5. Серебряное окрашивание белков слюны

  1. Извлеките белок из образцов слюны насекомых, используя буфер загрузки образца (50 мМ Tris-HCl pH 6,8, 10% глицерина, 2% SDS, 0,1% бромфенол-синего и 1% β-меркаптоэтанола). Затем фракционировать его на 10% SDS-PAGE (см. Таблицу материалов). Загружают 5% сахарозеаводный раствор, обработанный таким же образом, как и отрицательный контрольный.
  2. Загрузите аликвоту образца объемом 20 мкл на гель SDS-PAGE вместе с предварительно окрашенным маркером. Запускайте гель в течение 15 минут при 90 В, а затем 50 минут при 140 В.
  3. Зафиксируйте гель в 30% (об/об) этаноле, 10% (об/об)уксусной кислоты в течение не менее 30 мин после электрофореза.
  4. Промывайте гель дважды 20% (об/об)этанолом и воду отдельно в течение 10 мин каждый раз.
  5. Сенсибилизируйте гель в 0,8 мМ тиосульфата натрия в течение 1 мин, а затем дважды смывайте в воде в течение 1 мин каждый раз.
  6. Погрузите гель в нитрат серебра 12 мМ не менее чем на 1 ч, а затем окуните его в деионизированную воду на 10 с, прежде чем перенести его в раствор разработчика.
  7. Когда фон геля потемнеет, погрузите гель в стоп-раствор (5% уксусная кислота) не менее чем на 30 мин, чтобы остановить реакцию.
  8. Дважды смывайте гель водой в течение 30 мин каждый раз. Разработка изображения с помощью системы обнаружения (см. Таблицу материалов).

6. Обнаружение белка с помощью вестерн-блоттинга

  1. Обнаружение муцин-подобного белка слюны SBPH (LssgMP) и RSV с помощью вестерн-блотов с использованием специфических антител соответственно.
  2. Обработайте образцы слюны насекомых в соответствии с этапом 5.1.
  3. Загрузите 20-мкл аликвоту образца на 10% гель SDS-PAGE вместе с предварительно окрашенным маркером и 20-мкл неинфицированного образца слюны RSV в качестве отрицательного контроля. Запускайте гель в течение 15 мин при 90 Вольт, а затем в течение 50 мин при 140 Вольт.
  4. Смешайте 100 мл 10-кратного буфера переноса белка (мокрого) (см. Таблицу материалов)с 900 мл ddH2O с рабочим раствором (1x), а затем перенесите белки на мембрану поливинилидендифторида с помощью буфера переноса белка (1x).
  5. Блокируют мембрану в 5% обезжиренном молоке с 0,01 М Трис-буферным физиологическим раствором с 0,05% Tween 20 (TBST) при комнатной температуре (RT) в течение 1 ч.
    ПРИМЕЧАНИЕ: В этом протоколе смешайте 100 мл 10x TBST (см.

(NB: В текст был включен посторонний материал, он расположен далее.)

//! Privileged writes that bypass voting: parameter registration, direct
//! overrides, rollback, and policy maintenance.

use governance_core::{
    validate_actor, ConfigParameter, GovernanceError, HistoryOutcome, HistoryRecord,
    ParameterDefinition, Policy, PolicyChangeAction, PolicyChangeRecord, PolicyId, PolicyInput,
    RecordId, SubjectRef, SuggestionDraft, REASON_ADMIN_OVERRIDE, REASON_REGISTERED,
};
use governance_store_sqlite::{GovernanceTx, NewHistoryRecord, NewPolicyChange};
use serde::{Deserialize, Serialize};
use serde_json::Value;
use time::OffsetDateTime;
use tracing::info;

use crate::{GovernanceApi, WriteFailure};

/// A parameter after an admin write, with the ledger entry explaining it.
#[derive(Debug, Clone, Serialize, Deserialize, PartialEq, Eq)]
pub struct ParameterChange {
    pub parameter: ConfigParameter,
    pub history: HistoryRecord,
}

impl GovernanceApi {
    fn require_privileged(&self, actor: &str, action: &str) -> Result<(), GovernanceError> {
        validate_actor(actor)?;
        if self.config.is_privileged(actor) {
            Ok(())
        } else {
            Err(GovernanceError::unauthorized(actor, action))
        }
    }

    /// Adds a governed parameter with its initial value.
    ///
    /// # Errors
    /// Returns [`GovernanceError::Unauthorized`], [`GovernanceError::ParameterExists`]
    /// or a validation error for a malformed definition.
    pub fn register_parameter(
        &self,
        definition: &ParameterDefinition,
        actor: &str,
    ) -> Result<ParameterChange, GovernanceError> {
        self.require_privileged(actor, "register parameters")?;
        definition.validate()?;

        let change = self.write(|tx| {
            if tx.get_parameter(&definition.parameter_id)?.is_some() {
                return Err(GovernanceError::ParameterExists(definition.parameter_id.clone()).into());
            }

            let now = self.clock.now();
            let subject = SubjectRef::new_admin_override();
            let parameter = ConfigParameter {
                parameter_id: definition.parameter_id.clone(),
                name: definition.name.clone(),
                value: definition.value.clone(),
                value_type: definition.value_type,
                min_value: definition.min_value,
                max_value: definition.max_value,
                editable: definition.editable,
                description: definition.description.clone(),
                last_modified_at: now,
                last_modified_by: subject,
            };
            tx.insert_parameter(&parameter)?;

            let history = tx.append_history(&NewHistoryRecord {
                parameter_id: parameter.parameter_id.clone(),
                parameter_name: parameter.name.clone(),
                requested_value: parameter.value.clone(),
                previous_value: None,
                outcome: HistoryOutcome::Accepted,
                reason: Some(REASON_REGISTERED.to_string()),
                resolved_at: now,
                subject,
                actor: actor.to_string(),
            })?;
            Ok(ParameterChange { parameter, history })
        })?;

        info!(
            parameter_id = %change.parameter.parameter_id,
            actor,
            "parameter registered"
        );
        Ok(change)
    }

    /// Sets a parameter directly, bypassing voting. Non-editable parameters
    /// may be changed here.
    ///
    /// # Errors
    /// Returns [`GovernanceError::Unauthorized`], [`GovernanceError::UnknownParameter`]
    /// or [`GovernanceError::InvalidValue`].
    pub fn set_parameter(
        &self,
        parameter_id: &str,
        value: &str,
        actor: &str,
    ) -> Result<ParameterChange, GovernanceError> {
        self.require_privileged(actor, "set parameters")?;

        let change = self.write(|tx| {
            self.override_in_tx(tx, parameter_id, value, REASON_ADMIN_OVERRIDE, actor)
        })?;

        info!(
            parameter_id = %change.parameter.parameter_id,
            history_record = %change.history.record_id,
            actor,
            "parameter overridden"
        );
        Ok(change)
    }

    /// Restores the value a parameter held before an accepted change.
    ///
    /// # Errors
    /// Returns [`GovernanceError::HistoryRecordNotFound`] for unknown records and
    /// [`GovernanceError::Validation`] when the record cannot be rolled back.
    pub fn rollback(
        &self,
        record_id: RecordId,
        actor: &str,
    ) -> Result<ParameterChange, GovernanceError> {
        self.require_privileged(actor, "roll back parameter changes")?;

        let change = self.write(|tx| {
            let record = tx
                .get_history_record(record_id)?
                .ok_or(GovernanceError::HistoryRecordNotFound(record_id))?;
            if record.outcome != HistoryOutcome::Accepted {
                return Err(GovernanceError::Validation(format!(
                    "history record {record_id} is {} and changed nothing",
                    record.outcome.as_str()
                ))
                .into());
            }
            let Some(previous) = record.previous_value else {
                return Err(GovernanceError::Validation(format!(
                    "history record {record_id} has no previous value to restore"
                ))
                .into());
            };

            let reason = format!("rollback:{record_id}");
            self.override_in_tx(tx, &record.parameter_id, &previous, &reason, actor)
        })?;

        info!(
            parameter_id = %change.parameter.parameter_id,
            rolled_back = %record_id,
            actor,
            "parameter rolled back"
        );
        Ok(change)
    }

    fn override_in_tx(
        &self,
        tx: &GovernanceTx<'_>,
        parameter_id: &str,
        value: &str,
        reason: &str,
        actor: &str,
    ) -> Result<ParameterChange, WriteFailure> {
        let current = tx
            .get_parameter(parameter_id)?
            .ok_or_else(|| GovernanceError::UnknownParameter(parameter_id.to_string()))?;
        current.validate_value(value)?;

        let now = self.clock.now();
        let subject = SubjectRef::new_admin_override();
        tx.apply_parameter_change(parameter_id, value, now, subject)?;

        let history = tx.append_history(&NewHistoryRecord {
            parameter_id: current.parameter_id.clone(),
            parameter_name: current.name.clone(),
            requested_value: value.to_string(),
            previous_value: Some(current.value.clone()),
            outcome: HistoryOutcome::Accepted,
            reason: Some(reason.to_string()),
            resolved_at: now,
            subject,
            actor: actor.to_string(),
        })?;

        Ok(ParameterChange {
            parameter: ConfigParameter {
                value: value.to_string(),
                last_modified_at: now,
                last_modified_by: subject,
                ..current
            },
            history,
        })
    }

    /// # Errors
    /// Returns [`GovernanceError::Unauthorized`] or [`GovernanceError::Validation`]
    /// when the predicate does not evaluate.
    pub fn create_policy(&self, input: &PolicyInput, actor: &str) -> Result<Policy, GovernanceError> {
        self.require_privileged(actor, "create policies")?;
        self.check_policy_input(input)?;

        let policy = self.write(|tx| {
            let now = self.clock.now();
            let policy = Policy {
                policy_id: PolicyId::new(),
                priority: input.priority,
                predicate: input.predicate.clone(),
                effect: input.effect,
                description: input.description.clone(),
                created_at: now,
                updated_at: now,
            };
            tx.insert_policy(&policy)?;
            record_policy_change(
                tx,
                policy.policy_id,
                PolicyChangeAction::Created,
                None,
                Some(&policy),
                actor,
                now,
            )?;
            Ok(policy)
        })?;

        info!(policy_id = %policy.policy_id, effect = policy.effect.as_str(), actor, "policy created");
        Ok(policy)
    }

    /// Replaces a policy's definition. Suggestions already past the policy
    /// gate keep the verdict they were given.
    ///
    /// # Errors
    /// Returns [`GovernanceError::Unauthorized`], [`GovernanceError::PolicyNotFound`]
    /// or [`GovernanceError::Validation`].
    pub fn update_policy(
        &self,
        policy_id: PolicyId,
        input: &PolicyInput,
        actor: &str,
    ) -> Result<Policy, GovernanceError> {
        self.require_privileged(actor, "update policies")?;
        self.check_policy_input(input)?;

        let policy = self.write(|tx| {
            let before = tx
                .get_policy(policy_id)?
                .ok_or(GovernanceError::PolicyNotFound(policy_id))?;
            let now = self.clock.now();
            let after = Policy {
                priority: input.priority,
                predicate: input.predicate.clone(),
                effect: input.effect,
                description: input.description.clone(),
                updated_at: now,
                ..before.clone()
            };
            if !tx.replace_policy(&after)? {
                return Err(GovernanceError::PolicyNotFound(policy_id).into());
            }
            record_policy_change(
                tx,
                policy_id,
                PolicyChangeAction::Updated,
                Some(&before),
                Some(&after),
                actor,
                now,
            )?;
            Ok(after)
        })?;

        info!(policy_id = %policy_id, effect = policy.effect.as_str(), actor, "policy updated");
        Ok(policy)
    }

    /// # Errors
    /// Returns [`GovernanceError::Unauthorized`] or [`GovernanceError::PolicyNotFound`].
    pub fn delete_policy(
        &self,
        policy_id: PolicyId,
        actor: &str,
    ) -> Result<PolicyChangeRecord, GovernanceError> {
        self.require_privileged(actor, "delete policies")?;

        let change = self.write(|tx| {
            let before = tx
                .get_policy(policy_id)?
                .ok_or(GovernanceError::PolicyNotFound(policy_id))?;
            if !tx.delete_policy(policy_id)? {
                return Err(GovernanceError::PolicyNotFound(policy_id).into());
            }
            record_policy_change(
                tx,
                policy_id,
                PolicyChangeAction::Deleted,
                Some(&before),
                None,
                actor,
                self.clock.now(),
            )
        })?;

        info!(policy_id = %policy_id, actor, "policy deleted");
        Ok(change)
    }

    /// Policies in evaluation order.
    ///
    /// # Errors
    /// Returns [`GovernanceError::Storage`] on read failures.
    pub fn list_policies(&self) -> Result<Vec<Policy>, GovernanceError> {
        self.read(|store| Ok(store.list_policies()?))
    }

    /// # Errors
    /// Returns [`GovernanceError::Storage`] on read failures.
    pub fn list_policy_changes(
        &self,
        policy_id: Option<PolicyId>,
    ) -> Result<Vec<PolicyChangeRecord>, GovernanceError> {
        self.read(|store| Ok(store.list_policy_changes(policy_id)?))
    }

    /// # Errors
    /// Returns [`GovernanceError::Storage`] on read failures.
    pub fn list_parameters(&self) -> Result<Vec<ConfigParameter>, GovernanceError> {
        self.read(|store| Ok(store.list_parameters()?))
    }

    /// # Errors
    /// Returns [`GovernanceError::UnknownParameter`] for unknown ids.
    pub fn get_parameter(&self, parameter_id: &str) -> Result<ConfigParameter, GovernanceError> {
        self.read(|store| {
            Ok(store
                .get_parameter(parameter_id)?
                .ok_or_else(|| GovernanceError::UnknownParameter(parameter_id.to_string()))?)
        })
    }

    /// Rejects predicates the configured evaluator cannot handle, so a bad
    /// policy never reaches the policy gate.
    fn check_policy_input(&self, input: &PolicyInput) -> Result<(), GovernanceError> {
        input.validate()?;
        let sample = SuggestionDraft {
            parameter_id: "sample".to_string(),
            proposed_value: "sample".to_string(),
            rationale: String::new(),
            author: "sample".to_string(),
        };
        self.evaluator
            .matches(&input.predicate, &sample)
            .map(|_| ())
            .map_err(|err| match err {
                GovernanceError::Validation(message) => GovernanceError::Validation(message),
                other => GovernanceError::Validation(format!("predicate rejected: {other}")),
            })
    }
}

fn record_policy_change(
    tx: &GovernanceTx<'_>,
    policy_id: PolicyId,
    action: PolicyChangeAction,
    before: Option<&Policy>,
    after: Option<&Policy>,
    actor: &str,
    at: OffsetDateTime,
) -> Result<PolicyChangeRecord, WriteFailure> {
    let snapshot = |policy: Option<&Policy>| -> Result<Option<Value>, WriteFailure> {
        policy
            .map(serde_json::to_value)
            .transpose()
            .map_err(|err| WriteFailure::Storage(anyhow::Error::new(err)))
    };

    let revision = tx.bump_policy_revision(at)?;
    let change = tx.append_policy_change(&NewPolicyChange {
        policy_id,
        action,
        before: snapshot(before)?,
        after: snapshot(after)?,
        actor: actor.to_string(),
        changed_at: at,
    })?;

    info!(policy_id = %policy_id, action = action.as_str(), revision, "policy set revised");
    Ok(change)
}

Таблицу материалов)с 900 мл ddH2O в рабочем растворе.
  6. Инкубируют мембрану с первичными антителами кролика против RSV или LssgMP (оба 1:10000), разведенными в TBST при RT в течение не менее 2 ч.
    ПРИМЕЧАНИЕ: Производство первичных антител против РСВ было упомянуто выше. Биотехнологическая компания произвела поликлональное антитело против LssgMP против пептида LssgMP GIQFDSYSASDLTRC.
  7. Промывайте мембрану три раза TBST в течение 10 минут инкубации каждый раз.
  8. Инкубируют мембрану пероксидазой хрена-конъюгированными козьими анти-кроликовыми антителами, разведенными в 1:10000 TBST.
  9. Разработка иммуноблотов с усиленной хемилюминесцентной системой обнаружения вестерн-блоттинга.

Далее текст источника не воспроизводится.